ERIC K. SHINSEKI, Secretary of Veterans Affairs,

Respondent-Appellee.

Appeal from the United States Court of Appeals for Veterans Claims in 06-1431,

Judge William A. Moorman.

DECIDED: February 5, 2009

Before MAYER, SCHALL, and GAJARSA, Circuit Judges.

PER CURIAM.

DECISION

Larry E. Cole appeals the final decision of the United States Court of Appeals for Veterans Claims (“Veterans Court”) which affirmed the January 19, 2006 decision of the Board of Veterans’ Appeals (“Board”) that denied his claim for service connection for hypertension, secondary to his service-connected post-traumatic stress disorder (“PTSD”). Cole v. Peake, No. 06-1431, 2008 WL 852634 (Vet. App. Mar. 10, 2008). We dismiss for lack of jurisdiction.

DISCUSSION

I.

Mr. Cole served on active duty in the U.S. Army from October 1967 to September 1969. In September 1997, the Board granted Mr. Cole service-connected benefits for PTSD. In February 2004, Mr. Cole filed a claim for service connection for hypertension, secondary to his service-connected PTSD. In support of his claim, he submitted several Internet articles and excerpts from medical treatises, generally discussing the relationship between PTSD and the development of heart problems. In June 2004, the Department of Veterans Affairs’ (“VA”) regional office (“RO”) denied his claim and Mr. Cole subsequently appealed to the Board.

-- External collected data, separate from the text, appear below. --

//! `defaults to <value>` phrases inside parameter descriptions

use crate::core::values::DefaultValue;
use once_cell::sync::Lazy;
use regex::Regex;

// `(defaults to X)` closing the description
static PAREN_DEFAULT: Lazy<Regex> = Lazy::new(|| {
    Regex::new(
        r"(?i)\(\s*(?:defaults?\s+to|default\s+is|default\s*[:=])\s*(?P<value>.+?)\s*\)\s*\.?\s*$",
    )
    .unwrap()
});

// `..., defaults to X.` as the last sentence of the description. A bare
// `default: X` label only counts at the start of a sentence or clause
static PLAIN_DEFAULT: Lazy<Regex> = Lazy::new(|| {
    Regex::new(
        r"(?i)(?:\b(?:defaults?\s+to|default\s+is)|(?:^|[.,;])\s*default\s*[:=])\s*(?P<value>(?:[^.\s]|\.\S|\s)+?)\s*\.?\s*$",
    )
    .unwrap()
});

static ANY_DEFAULT: Lazy<Regex> = Lazy::new(|| {
    Regex::new(r"(?i)\bdefaults?\s+to\b|\bdefault\s+is\b|(?:^|[.,;(])\s*default\s*[:=]").unwrap()
});

/// Split a description into the text before its trailing defaults phrase and
/// the parsed default.
///
/// The separating `,`/`;` before the phrase is dropped; a sentence-ending `.`
/// is kept. Descriptions without a phrase come back unchanged.
pub fn extract_default(doc: &str) -> (Option<String>, Option<DefaultValue>) {
    let captures = PAREN_DEFAULT
        .captures(doc)
        .or_else(|| PLAIN_DEFAULT.captures(doc));

    let Some(captures) = captures else {
        return (non_empty(doc.trim()), None);
    };
    let (Some(whole), Some(value)) = (captures.get(0), captures.name("value")) else {
        return (non_empty(doc.trim()), None);
    };

    // a sentence-ending `.` matched before a `Default:` label stays in the prose
    let end = whole.start() + usize::from(whole.as_str().starts_with('.'));
    let prefix = doc[..end].trim_end();
    let prefix = prefix
        .strip_suffix(',')
        .or_else(|| prefix.strip_suffix(';'))
        .unwrap_or(prefix)
        .trim();
    (
        non_empty(prefix),
        Some(DefaultValue::from_doc_text(value.as_str())),
    )
}

/// Whether the description already states its default
pub fn has_default_phrase(doc: &str) -> bool {
    ANY_DEFAULT.is_match(doc)
}

/// Append a `defaults to` phrase the way [`extract_default`] reads it back
pub fn append_default(doc: Option<&str>, default: &DefaultValue) -> String {
    let value = default.to_doc_text();
    match doc.map(str::trim).filter(|d| !d.is_empty()) {
        None => format!("Defaults to {value}"),
        Some(doc) if doc.ends_with('.') => format!("{doc} Defaults to {value}"),
        Some(doc) => format!("{doc}, defaults to {value}"),
    }
}

fn non_empty(text: &str) -> Option<String> {
    (!text.is_empty()).then(|| text.to_string())
}
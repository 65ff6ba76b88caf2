//! Helpers over serialized Python type expressions (`Optional[int]`, `Literal['a', 'b']`).
//!
//! Types travel through the IR as strings; these helpers look inside them
//! without building a full type AST.

/// Split `text` on `sep` at bracket depth zero, ignoring separators in quotes.
pub fn split_top_level(text: &str, sep: char) -> Vec<&str> {
    let mut parts = Vec::new();
    let mut depth: i32 = 0;
    let mut quote: Option<char> = None;
    let mut start = 0;

    for (i, c) in text.char_indices() {
        match quote {
            Some(q) if c == q => quote = None,
            Some(_) => {}
            None => match c {
                '\'' | '"' => quote = Some(c),
                '[' | '(' | '{' => depth += 1,
                ']' | ')' | '}' => depth -= 1,
                _ if c == sep && depth == 0 => {
                    parts.push(text[start..i].trim());
                    start = i + c.len_utf8();
                }
                _ => {}
            },
        }
    }
    let last = text[start..].trim();
    if !last.is_empty() || !parts.is_empty() {
        parts.push(last);
    }
    parts
}

/// If `typ` is `Name[...]` for one of `names` (optionally `typing.`-qualified),
/// return the bracketed contents.
pub fn unwrap_generic<'a>(typ: &'a str, names: &[&str]) -> Option<&'a str> {
    let typ = typ.trim();
    let open = typ.find('[')?;
    let head = typ[..open].trim();
    let head = head.strip_prefix("typing.").unwrap_or(head);
    if !names.contains(&head) || !typ.ends_with(']') {
        return None;
    }
    let inner = &typ[open + 1..typ.len() - 1];
    // `Optional[int] | Foo[str]` must not be read as one generic
    let mut depth = 0;
    for c in inner.chars() {
        match c {
            '[' => depth += 1,
            ']' => {
                depth -= 1;
                if depth < 0 {
                    return None;
                }
            }
            _ => {}
        }
    }
    Some(inner.trim())
}

/// Bracketed arguments of a generic, split at the top level.
pub fn generic_args<'a>(typ: &'a str, names: &[&str]) -> Option<Vec<&'a str>> {
    unwrap_generic(typ, names).map(|inner| split_top_level(inner, ','))
}

/// `Optional[X]` → `X`
pub fn strip_optional(typ: &str) -> Option<&str> {
    unwrap_generic(typ, &["Optional"])
}

/// Wrap in `Optional[...]` unless already optional
pub fn make_optional(typ: &str) -> String {
    if strip_optional(typ).is_some() {
        typ.to_string()
    } else {
        format!("Optional[{typ}]")
    }
}

/// Identifier or dotted path (`str`, `np.ndarray`)
pub fn is_simple_name(typ: &str) -> bool {
    !typ.is_empty()
        && typ.split('.').all(|part| {
            let mut chars = part.chars();
            chars
                .next()
                .is_some_and(|c| c.is_ascii_alphabetic() || c == '_')
                && chars.all(|c| c.is_ascii_alphanumeric() || c == '_')
        })
}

In December 2004, at the request of the Board, a VA medical examiner reviewed Mr. Cole’s entire claims file, which spanned two volumes and included his medical records and the articles he had submitted. In due course, the examiner concluded that Mr. Cole’s “hypertension [was] essential in etiology”—meaning that “stress and other psychiatric disorders [were] not the cause of” his hypertension. In January 2006, the Board denied Mr. Cole’s claim. Cole v. Peake, No. 00-11 394 (Bd. Vet. App. Jan. 19, 2006). Specifically, the Board found significant the VA medical examiner’s opinion, which included a thorough review of the claims file and the medical literature about the relationship between PTSD and hypertension. In contrast, the Board found the articles Mr. Cole submitted to be of little probative value because they did not address his own specific medical history. Rather, the articles generally discussed the possibility of a relationship between heart and psychiatric disabilities. Moreover, the Board noted that “none of the doctors who have seen or treated [him] for either hypertension or PTSD have opined or insinuated that there is some type of relationship between the two disorders.” Id., slip op. at 20.

Mr. Cole appealed the Board’s decision to the Veterans Court, arguing that the Board erred by not ensuring that the VA complied with the duty to assist, 38 U.S.C. § 5103A (2000). 1 Specifically, he contended that the VA medical examiner’s opinion was inadequate under § 5103A and, thus, because the Board relied on that medical opinion, it erred in denying his claim. On March 10, 2008, the Veterans Court affirmed the Board’s decision. The Veterans Court ruled that, because the VA medical examiner’s opinion contained a comprehensive review of Mr. Cole’s medical history as well as the relevant medical literature, it was adequate for ratings purposes and therefore the Board did not err in relying on it. The Veterans Court also noted that the Board adequately explained why it found the 2004 VA medical examiner’s opinion more probative than the articles submitted by Mr. Cole. In particular, according to the Veterans Court, the Board adequately explained that, because the general Internet and treatise material did not address Mr. Cole’s own medical history and records, they were of limited probative value. This appeal followed.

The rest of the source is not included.